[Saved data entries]
● ● ● ● ●
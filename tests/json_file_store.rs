// tests/json_file_store.rs

use std::error::Error;
use std::sync::Arc;

use buildagent::errors::AgentError;
use buildagent::store::{JsonFileStore, Store, resolve_job_instance, tables};
use buildagent::types::RecordId;
use serde_json::json;
use tempfile::TempDir;
use tokio::task::JoinSet;

type TestResult = Result<(), Box<dyn Error>>;

#[tokio::test]
async fn missing_file_reads_as_empty_store() -> TestResult {
    let dir = TempDir::new()?;
    let store = JsonFileStore::new(dir.path().join("nested/store.json"));

    assert_eq!(store.get(&RecordId::from("jobInstance:1")).await?, None);
    assert!(store.list(tables::PIPELINE).await?.is_empty());
    Ok(())
}

#[tokio::test]
async fn writes_are_visible_to_a_second_handle() -> TestResult {
    let dir = TempDir::new()?;
    let path = dir.path().join("state/store.json");
    let writer = JsonFileStore::new(&path);
    let reader = JsonFileStore::new(&path);

    let id = writer
        .create(tables::TASK_FREEZE_POINT, json!({ "taskGroup": "taskGroup:1" }))
        .await?;
    assert_eq!(id.table(), tables::TASK_FREEZE_POINT);
    assert!(path.exists());

    let record = reader.get(&id).await?.expect("record persisted");
    assert_eq!(record["taskGroup"], "taskGroup:1");
    assert_eq!(record["id"], id.as_str());

    assert!(reader.delete(&id).await?);
    assert_eq!(writer.get(&id).await?, None);
    assert!(!writer.delete(&id).await?);
    Ok(())
}

#[tokio::test]
async fn merge_preserves_unspecified_fields() -> TestResult {
    let dir = TempDir::new()?;
    let path = dir.path().join("store.json");
    std::fs::write(
        &path,
        r#"{ "jobInstance:1": { "id": "jobInstance:1", "pipeline": "pipeline:p", "state": "pending" } }"#,
    )?;
    let store = JsonFileStore::new(&path);
    let id = RecordId::from("jobInstance:1");

    let merged = store
        .merge(&id, json!({ "state": "failed", "failReason": "Failed to resolve [job]" }))
        .await?;

    assert_eq!(merged["pipeline"], "pipeline:p");
    assert_eq!(merged["state"], "failed");
    assert_eq!(store.get(&id).await?, Some(merged));
    Ok(())
}

#[tokio::test]
async fn merge_into_missing_record_is_an_error() -> TestResult {
    let dir = TempDir::new()?;
    let store = JsonFileStore::new(dir.path().join("store.json"));

    let err = store
        .merge(&RecordId::from("jobInstance:ghost"), json!({ "state": "failed" }))
        .await
        .unwrap_err();
    assert!(matches!(err, AgentError::RecordNotFound(_)));
    Ok(())
}

#[tokio::test]
async fn resolves_instance_with_expansion_from_disk() -> TestResult {
    let dir = TempDir::new()?;
    let path = dir.path().join("store.json");
    std::fs::write(
        &path,
        r#"{
  "jobInstance:1": { "id": "jobInstance:1", "pipeline": "pipeline:p", "job": "pipelineJob:gone" },
  "pipeline:p": { "id": "pipeline:p", "label": "main" }
}"#,
    )?;
    let store = JsonFileStore::new(&path);

    let resolved = resolve_job_instance(&store, &RecordId::from("jobInstance:1"))
        .await?
        .expect("instance exists");
    assert_eq!(resolved.pipeline.as_ref().map(|p| p.label.clone()), Some("main".to_string()));
    assert!(resolved.job.is_none());
    assert_eq!(resolved.missing_parts(), vec!["job"]);

    assert!(
        resolve_job_instance(&store, &RecordId::from("jobInstance:2"))
            .await?
            .is_none()
    );
    Ok(())
}

#[tokio::test]
async fn corrupt_store_file_is_reported() -> TestResult {
    let dir = TempDir::new()?;
    let path = dir.path().join("store.json");
    std::fs::write(&path, "{ not json")?;
    let store = JsonFileStore::new(&path);

    let err = store.get(&RecordId::from("x:1")).await.unwrap_err();
    assert!(matches!(err, AgentError::JsonError(_)));
    Ok(())
}

#[tokio::test(flavor = "multi_thread", worker_threads = 4)]
async fn concurrent_handles_on_one_file_keep_every_write() -> TestResult {
    let dir = TempDir::new()?;
    let path = dir.path().join("store.json");
    let first = Arc::new(JsonFileStore::new(&path));
    let second = Arc::new(JsonFileStore::new(&path));

    let mut set = JoinSet::new();
    for n in 0..50 {
        let store = if n % 2 == 0 {
            Arc::clone(&first)
        } else {
            Arc::clone(&second)
        };
        set.spawn(async move {
            store
                .create(tables::TASK_FREEZE_POINT, json!({ "taskGroup": format!("taskGroup:{n}") }))
                .await
        });
    }

    let mut created = Vec::new();
    while let Some(joined) = set.join_next().await {
        created.push(joined??);
    }

    assert_eq!(created.len(), 50);
    let on_disk = JsonFileStore::new(&path).list(tables::TASK_FREEZE_POINT).await?;
    assert_eq!(on_disk.len(), 50);

    let leftovers: Vec<_> = std::fs::read_dir(dir.path())?
        .filter_map(|entry| entry.ok())
        .filter(|entry| entry.file_name().to_string_lossy().ends_with(".tmp"))
        .collect();
    assert!(leftovers.is_empty());
    Ok(())
}

#[tokio::test]
async fn delete_from_one_handle_is_not_undone_by_another() -> TestResult {
    let dir = TempDir::new()?;
    let path = dir.path().join("store.json");
    std::fs::write(
        &path,
        r#"{
  "taskFreezePoint:1": { "id": "taskFreezePoint:1", "taskGroup": "taskGroup:1" },
  "jobInstance:1": { "id": "jobInstance:1", "state": "building" }
}"#,
    )?;
    let agent = JsonFileStore::new(&path);
    let operator = JsonFileStore::new(&path);
    let point = RecordId::from("taskFreezePoint:1");
    let instance = RecordId::from("jobInstance:1");

    let (deleted, merged) = tokio::join!(
        operator.delete(&point),
        agent.merge(&instance, json!({ "state": "sealing" })),
    );
    assert!(deleted?);
    merged?;

    assert_eq!(agent.get(&point).await?, None);
    let record = operator.get(&instance).await?.expect("instance kept");
    assert_eq!(record["state"], "sealing");
    Ok(())
}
● ● ● ● ●
• _WHAT NEEDS TO BE DONE_:
Only the lines containing the string "writer" are needed; pull them out of the records.

• _YOUR RESPONSE_:
    let writer = JsonFileStore::new(&path);
    let id = writer
    assert_eq!(writer.get(&id).await?, None);
    assert!(!writer.delete(&id).await?);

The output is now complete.